Örtülü Sermayeye Dikkat
2007 Yılına ait son durumlarının düzenlenerek Beyannamelerini verecekleri bir aylık süreç başladı.
Kurumlar 2007 yılında işletmeleri için yaptıkları tüm işlemlerini yasal tablolarında düzenleyerek bağlı bulundukları Vergi Dairelerine verecekler.
Beyanname verme süreleri Nisan ayı nın 1.gününden 25.günü mesai saati sonuna kadar verecekler.
Şirketlerde öteden beri bilinen ancak son günlerde yeni düzenlemelerle özellikle üzerinde durulan bir konu ÖRTÜLÜ SERMAYE konusudur.
Genelde dikkatlerden kaçan veya pek önemsenmeyen bu durum şimdi mali idare tarafından yakın markaja alınacak konularda biri olacak.
5520 sayılı Kurumlar Vergisi Kanunu ile yeniden düzenlenmiş ve Kanunun 12. maddesinde yer almıştır.
Bu yasa maddesine göre Kurumların ortaklarından veya ortaklarla ilişkili olan kişilerden doğrudan veya dolaylı olarak temin edilerek işletmede kullandıkları borçların, hesap dönemi içinde herhangi bir tarihte kurumun öz sermayesinin üç katını aşan kısmı ilgili hesap dönemi için örtülü sermaye sayılır.
Şirketler dönem içinde yaptıkları işlemlerde genelde kasalarında bulunan miktarlar yeterli olmadığı durumlarda geçici olarak ortaklarından nakdi ihtiyaçlarını karşılayacak borç alırlar.

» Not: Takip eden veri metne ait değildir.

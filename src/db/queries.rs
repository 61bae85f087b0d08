use chrono::Utc;
use rusqlite::{params, Connection, TransactionBehavior};
use uuid::Uuid;

use crate::error::{AppError, Result};
use crate::models::{CreateStore, Entitlement, EntitlementGrant, Store};

use super::from_row::{query_all, query_one, GRANT_COLS, STORE_COLS};

fn now() -> i64 {
    Utc::now().timestamp()
}

fn gen_id() -> String {
    Uuid::new_v4().to_string()
}

// ============ Stores ============

pub fn create_store(conn: &Connection, input: &CreateStore) -> Result<Store> {
    let id = input.id.clone().unwrap_or_else(gen_id);
    let now = now();

    conn.execute(
        "INSERT INTO stores (id, name, vip, created_at, updated_at) VALUES (?1, ?2, 0, ?3, ?3)",
        params![&id, &input.name, now],
    )?;

    Ok(Store {
        id,
        name: input.name.clone(),
        vip: false,
        ad_tier: None,
        ad_expires_at: None,
        last_order_code: None,
        pending_entitlement: None,
        pending_amount: None,
        pending_created_at: None,
        created_at: now,
        updated_at: now,
    })
}

pub fn get_store_by_id(conn: &Connection, id: &str) -> Result<Option<Store>> {
    query_one(
        conn,
        &format!("SELECT {} FROM stores WHERE id = ?1", STORE_COLS),
        &[&id],
    )
}

// ============ Pending Orders ============

/// Bind an in-flight order to a store, overwriting any prior pending state.
///
/// Last writer wins: superseding an unpaid order is acceptable because the
/// old order code becomes unreachable from future webhook resolutions.
/// Returns whether the store existed.
pub fn set_pending_order(
    conn: &Connection,
    store_id: &str,
    order_code: i32,
    entitlement: Entitlement,
    amount: i64,
) -> Result<bool> {
    let updated = conn.execute(
        "UPDATE stores SET last_order_code = ?1, pending_entitlement = ?2, pending_amount = ?3,
            pending_created_at = ?4, updated_at = ?4
         WHERE id = ?5",
        params![order_code, entitlement.as_str(), amount, now(), store_id],
    )?;
    Ok(updated > 0)
}

/// Outcome of resolving a paid-order webhook against the pending state.
#[derive(Debug)]
pub enum Resolution {
    /// Pending order matched; entitlement applied and recorded
    Committed {
        store_id: String,
        entitlement: Entitlement,
    },
    /// No store has this order code pending (stale, duplicate, or foreign)
    NoPending,
    /// Order code matched but the paid amount disagrees with the recorded one
    AmountMismatch {
        store_id: String,
        expected: Option<i64>,
        got: i64,
    },
}

/// Resolve a paid-order webhook and commit the entitlement, all inside one
/// immediate (write-locked) transaction so concurrent deliveries for the
/// same order serialize: the first clears the pending slot and commits, the
/// second finds the slot empty and resolves to `NoPending`.
///
/// An amount mismatch leaves the slot intact so the genuine notification
/// for that order can still land.
pub fn resolve_pending_order(
    conn: &mut Connection,
    order_code: i32,
    amount: i64,
) -> Result<Resolution> {
    let tx = conn.transaction_with_behavior(TransactionBehavior::Immediate)?;

    let store: Option<Store> = query_one(
        &tx,
        &format!(
            "SELECT {} FROM stores WHERE last_order_code = ?1 AND pending_entitlement IS NOT NULL",
            STORE_COLS
        ),
        &[&order_code],
    )?;

    let Some(store) = store else {
        return Ok(Resolution::NoPending);
    };
    let Some(entitlement) = store.pending_entitlement else {
        return Ok(Resolution::NoPending);
    };

    if store.pending_amount != Some(amount) {
        return Ok(Resolution::AmountMismatch {
            store_id: store.id,
            expected: store.pending_amount,
            got: amount,
        });
    }

    let now = now();
    match entitlement.ad_terms() {
        None => {
            tx.execute(
                "UPDATE stores SET vip = 1, pending_entitlement = NULL, pending_amount = NULL,
                    pending_created_at = NULL, updated_at = ?1
                 WHERE id = ?2",
                params![now, &store.id],
            )?;
        }
        Some((tier, days)) => {
            tx.execute(
                "UPDATE stores SET ad_tier = ?1, ad_expires_at = ?2, pending_entitlement = NULL,
                    pending_amount = NULL, pending_created_at = NULL, updated_at = ?3
                 WHERE id = ?4",
                params![tier, now + days * 86400, now, &store.id],
            )?;
        }
    }

    tx.execute(
        "INSERT INTO entitlement_grants (id, store_id, entitlement, order_code, amount, granted_at)
         VALUES (?1, ?2, ?3, ?4, ?5, ?6)",
        params![gen_id(), &store.id, entitlement.as_str(), order_code, amount, now],
    )?;

    tx.commit()?;

    Ok(Resolution::Committed {
        store_id: store.id,
        entitlement,
    })
}

/// Retry a busy/locked conflict once at the transaction boundary, then
/// surface the error.
pub fn resolve_pending_order_with_retry(
    conn: &mut Connection,
    order_code: i32,
    amount: i64,
) -> Result<Resolution> {
    match resolve_pending_order(conn, order_code, amount) {
        Err(AppError::Database(e)) if is_busy(&e) => {
            tracing::warn!("Retrying webhook resolution after lock conflict: {}", e);
            resolve_pending_order(conn, order_code, amount)
        }
        other => other,
    }
}

fn is_busy(err: &rusqlite::Error) -> bool {
    matches!(
        err,
        rusqlite::Error::SqliteFailure(e, _)
            if e.code == rusqlite::ErrorCode::DatabaseBusy
                || e.code == rusqlite::ErrorCode::DatabaseLocked
    )
}

// ============ Entitlement Grants ============

pub fn list_grants_for_store(conn: &Connection, store_id: &str) -> Result<Vec<EntitlementGrant>> {
    query_all(
        conn,
        &format!(
            "SELECT {} FROM entitlement_grants WHERE store_id = ?1 ORDER BY granted_at DESC",
            GRANT_COLS
        ),
        &[&store_id],
    )
}

// ============ Maintenance ============

/// Clear pending slots for checkouts that never completed.
/// Committed orders are unaffected (the commit already cleared the slot).
/// Returns the number of cleared slots.
pub fn purge_stale_pending_orders(conn: &Connection, retention_days: i64) -> Result<usize> {
    let cutoff = now() - retention_days * 86400;
    let cleared = conn.execute(
        "UPDATE stores SET pending_entitlement = NULL, pending_amount = NULL, pending_created_at = NULL
         WHERE pending_entitlement IS NOT NULL AND pending_created_at < ?1",
        params![cutoff],
    )?;
    Ok(cleared)
}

Bu ve benzeri borçlanmalar farkına varmadan şirket öz sermayesini 3 katını geçebiliyor.
İşte bu durumda tehlike ortaya çıkıyor. Şirket örtülü sermaye mevzuatı ile karşı karşıya kalıyor.
Şirketler birer tüzel kişilik kavramı ile anılır.

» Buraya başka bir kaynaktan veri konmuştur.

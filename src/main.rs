use clap::Parser;
use tower_http::trace::TraceLayer;
use tracing_subscriber::{layer::SubscriberExt, util::SubscriberInitExt};

use std::sync::Arc;
use std::time::Duration;

use campuspay::config::Config;
use campuspay::db::{create_pool, init_db, queries, AppState};
use campuspay::handlers;
use campuspay::models::CreateStore;
use campuspay::payments::PayOsClient;

#[derive(Parser, Debug)]
#[command(name = "campuspay")]
#[command(about = "Payment and entitlement service for the campus map")]
struct Cli {
    /// Seed the database with a demo store (dev mode only)
    #[arg(long)]
    seed: bool,

    /// Delete the database on exit (dev mode only, useful for fresh starts)
    #[arg(long)]
    ephemeral: bool,
}

/// Seeds the database with a demo store for local testing.
/// Only runs in dev mode and when the store does not already exist.
fn seed_dev_data(state: &AppState) {
    let conn = state.db.get().expect("Failed to get db connection for seeding");

    match queries::get_store_by_id(&conn, "demo-store") {
        Ok(Some(_)) => {
            tracing::info!("Demo store already exists, skipping seed");
            return;
        }
        Ok(None) => {}
        Err(e) => {
            tracing::warn!("Failed to check for demo store: {}", e);
            return;
        }
    }

    let input = CreateStore {
        id: Some("demo-store".to_string()),
        name: "Demo Store".to_string(),
    };
    match queries::create_store(&conn, &input) {
        Ok(store) => {
            tracing::info!("============================================");
            tracing::info!("DEMO STORE SEEDED: {} ({})", store.name, store.id);
            tracing::info!("============================================");
        }
        Err(e) => tracing::warn!("Failed to seed demo store: {}", e),
    }
}

/// Spawns a background task that periodically clears pending orders from
/// checkouts that never completed. Runs hourly.
fn spawn_cleanup_task(state: AppState) {
    const STALE_PENDING_RETENTION_DAYS: i64 = 7;

    tokio::spawn(async move {
        let interval = Duration::from_secs(60 * 60);

        loop {
            tokio::time::sleep(interval).await;

            match state.db.get() {
                Ok(conn) => {
                    match queries::purge_stale_pending_orders(&conn, STALE_PENDING_RETENTION_DAYS) {
                        Ok(count) if count > 0 => {
                            tracing::debug!("Cleared {} stale pending orders", count);
                        }
                        Ok(_) => {}
                        Err(e) => {
                            tracing::warn!("Failed to clear stale pending orders: {}", e);
                        }
                    }
                }
                Err(e) => {
                    tracing::warn!("Failed to get db connection for cleanup: {}", e);
                }
            }
        }
    });

    tracing::info!("Background cleanup task started (runs hourly)");
}

#[tokio::main]
async fn main() {
    let cli = Cli::parse();

    // Initialize tracing
    tracing_subscriber::registry()
        .with(
            tracing_subscriber::EnvFilter::try_from_default_env()
                .unwrap_or_else(|_| "campuspay=debug,tower_http=debug".into()),
        )
        .with(tracing_subscriber::fmt::layer())
        .init();

    // Load configuration; missing gateway secrets are fatal before any
    // request is served.
    let config = match Config::from_env() {
        Ok(c) => c,
        Err(e) => {
            tracing::error!("Configuration error: {}", e);
            std::process::exit(1);
        }
    };

    if config.dev_mode {
        tracing::info!("Running in DEVELOPMENT mode");
    }

    // Create database connection pool and initialize the schema
    let db_pool = create_pool(&config.database_path).expect("Failed to create database pool");
    {
        let conn = db_pool.get().expect("Failed to get connection");
        init_db(&conn).expect("Failed to initialize database");
    }

    let state = AppState {
        db: db_pool,
        gateway: Arc::new(PayOsClient::new(&config.gateway)),
        checksum_key: config.gateway.checksum_key.clone(),
    };

    // Seed demo data if --seed flag is passed (only in dev mode)
    if cli.seed {
        if !config.dev_mode {
            tracing::warn!("--seed flag ignored: not in dev mode (set CAMPUSPAY_ENV=dev)");
        } else {
            seed_dev_data(&state);
        }
    }

    // Start background cleanup task for abandoned checkouts
    spawn_cleanup_task(state.clone());

    // Build the application router
    let app = handlers::router()
        .layer(TraceLayer::new_for_http())
        .with_state(state);

    // Start the server
    let addr = config.addr();
    let listener = tokio::net::TcpListener::bind(&addr)
        .await
        .expect("Failed to bind to address");

    // Track if we should clean up on exit
    let cleanup_on_exit = cli.ephemeral && config.dev_mode;
    let db_path = config.database_path.clone();

    if cleanup_on_exit {
        tracing::info!("EPHEMERAL MODE: database will be deleted on exit");
    }

    tracing::info!("CampusPay server listening on {}", addr);

    axum::serve(listener, app)
        .with_graceful_shutdown(shutdown_signal())
        .await
        .expect("Failed to start server");

    // Cleanup on exit if ephemeral mode
    if cleanup_on_exit {
        tracing::info!("Cleaning up ephemeral database...");
        if let Err(e) = std::fs::remove_file(&db_path) {
            tracing::warn!("Failed to remove {}: {}", db_path, e);
        } else {
            tracing::info!("Removed {}", db_path);
        }
        // Also remove WAL and SHM files if they exist
        let _ = std::fs::remove_file(format!("{}-wal", db_path));
        let _ = std::fs::remove_file(format!("{}-shm", db_path));
        tracing::info!("Ephemeral cleanup complete");
    }
}

async fn shutdown_signal() {
    tokio::signal::ctrl_c()
        .await
        .expect("Failed to install Ctrl+C handler");
    tracing::info!("Shutdown signal received, stopping server...");
}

Sermayeleri ile hareket ederler.
Yani şirket sahip olduğu sermaye gücü ile hareket etmelidir.
Eğer sermayesi yeterli olmazsa ortaklar konu ile ilgili karlar alıp sermaye sorunlarını çözmelidirler.

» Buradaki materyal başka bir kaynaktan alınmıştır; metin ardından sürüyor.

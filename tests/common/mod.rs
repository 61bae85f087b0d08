//! Test utilities and fixtures for CampusPay integration tests

#![allow(dead_code)]

use axum::Router;
use r2d2::Pool;
use r2d2_sqlite::SqliteConnectionManager;
use rusqlite::Connection;
use std::sync::{Arc, Mutex};

use async_trait::async_trait;
use hmac::{Hmac, Mac};
use sha2::Sha256;

pub use campuspay::db::{init_db, queries, AppState};
pub use campuspay::error::{AppError, Result};
pub use campuspay::models::*;
pub use campuspay::payments::{signature, PaymentGateway, PaymentLinkRequest};

/// Checksum secret used across the test suite
pub const TEST_CHECKSUM_KEY: &str = "test-checksum-key";

/// Gateway stub that hands back a deterministic checkout URL and records
/// every request it receives.
pub struct FakeGateway {
    pub requests: Mutex<Vec<PaymentLinkRequest>>,
    fail: bool,
}

impl FakeGateway {
    pub fn new() -> Self {
        Self {
            requests: Mutex::new(Vec::new()),
            fail: false,
        }
    }

    /// A gateway that is down: every link creation fails.
    pub fn failing() -> Self {
        Self {
            requests: Mutex::new(Vec::new()),
            fail: true,
        }
    }
}

#[async_trait]
impl PaymentGateway for FakeGateway {
    async fn create_payment_link(&self, request: &PaymentLinkRequest) -> Result<String> {
        if self.fail {
            return Err(AppError::GatewayUnavailable("gateway down".into()));
        }
        self.requests.lock().unwrap().push(request.clone());
        Ok(format!(
            "https://pay.example.test/checkout/{}",
            request.order_code
        ))
    }
}

/// Create an AppState for testing with an in-memory database.
/// Pool size 1 so every handler call sees the same in-memory database.
pub fn create_test_app_state() -> (AppState, Arc<FakeGateway>) {
    create_test_app_state_with(Arc::new(FakeGateway::new()))
}

pub fn create_test_app_state_with(gateway: Arc<FakeGateway>) -> (AppState, Arc<FakeGateway>) {
    let manager = SqliteConnectionManager::memory();
    let pool = Pool::builder().max_size(1).build(manager).unwrap();
    {
        let conn = pool.get().unwrap();
        init_db(&conn).unwrap();
    }

    let state = AppState {
        db: pool,
        gateway: gateway.clone(),
        checksum_key: TEST_CHECKSUM_KEY.to_string(),
    };
    (state, gateway)
}

/// Create a Router with all endpoints
pub fn app(state: AppState) -> Router {
    campuspay::handlers::router().with_state(state)
}

/// Create an in-memory test database with schema initialized
pub fn setup_test_db() -> Connection {
    let conn = Connection::open_in_memory().expect("Failed to create in-memory database");
    init_db(&conn).expect("Failed to initialize schema");
    conn
}

/// Create a test store with an explicit id
pub fn create_test_store(conn: &Connection, id: &str, name: &str) -> Store {
    let input = CreateStore {
        id: Some(id.to_string()),
        name: name.to_string(),
    };
    queries::create_store(conn, &input).expect("Failed to create test store")
}

/// Get the current timestamp
pub fn now() -> i64 {
    chrono::Utc::now().timestamp()
}

/// HMAC-SHA256 hex digest, computed independently of the crate's codec so
/// canonicalization drift shows up as a test failure.
pub fn hmac_hex(canonical: &str, secret: &str) -> String {
    let mut mac =
        Hmac::<Sha256>::new_from_slice(secret.as_bytes()).expect("HMAC accepts any key length");
    mac.update(canonical.as_bytes());
    hex::encode(mac.finalize().into_bytes())
}

/// Build a gateway webhook body for a successful payment.
/// The signature covers the `data` fields with keys in sorted order.
pub fn webhook_body(order_code: i32, amount: i64) -> String {
    let canonical = format!(
        "amount={}&code=00&desc=success&orderCode={}",
        amount, order_code
    );
    let signature = hmac_hex(&canonical, TEST_CHECKSUM_KEY);
    serde_json::json!({
        "code": "00",
        "desc": "success",
        "success": true,
        "data": {
            "orderCode": order_code,
            "amount": amount,
            "code": "00",
            "desc": "success",
        },
        "signature": signature,
    })
    .to_string()
}

/// Build a webhook body whose transaction result code marks a failed payment.
pub fn failed_webhook_body(order_code: i32, amount: i64) -> String {
    let canonical = format!(
        "amount={}&code=01&desc=failed&orderCode={}",
        amount, order_code
    );
    let signature = hmac_hex(&canonical, TEST_CHECKSUM_KEY);
    serde_json::json!({
        "code": "01",
        "desc": "failed",
        "success": false,
        "data": {
            "orderCode": order_code,
            "amount": amount,
            "code": "01",
            "desc": "failed",
        },
        "signature": signature,
    })
    .to_string()
}

/// Count entitlement grants recorded for a store
pub fn count_grants(conn: &Connection, store_id: &str) -> usize {
    queries::list_grants_for_store(conn, store_id)
        .expect("Failed to list grants")
        .len()
}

Örtülü sermaye üzerinden kur farkı hariç, faiz ve benzeri ödemeler veya hesaplanan tutarlar, Gelir ve Kurumlar Vergisi kanunlarının uygulanmasında, gerek borç alan gerekse borç veren nezdinde, örtülü sermaye şartlarının gerçekleştiği hesap döneminin son günü itibarıyla dağıtılmış kâr payı veya dar mükellefler için ana merkeze aktarılan tutar sayılır.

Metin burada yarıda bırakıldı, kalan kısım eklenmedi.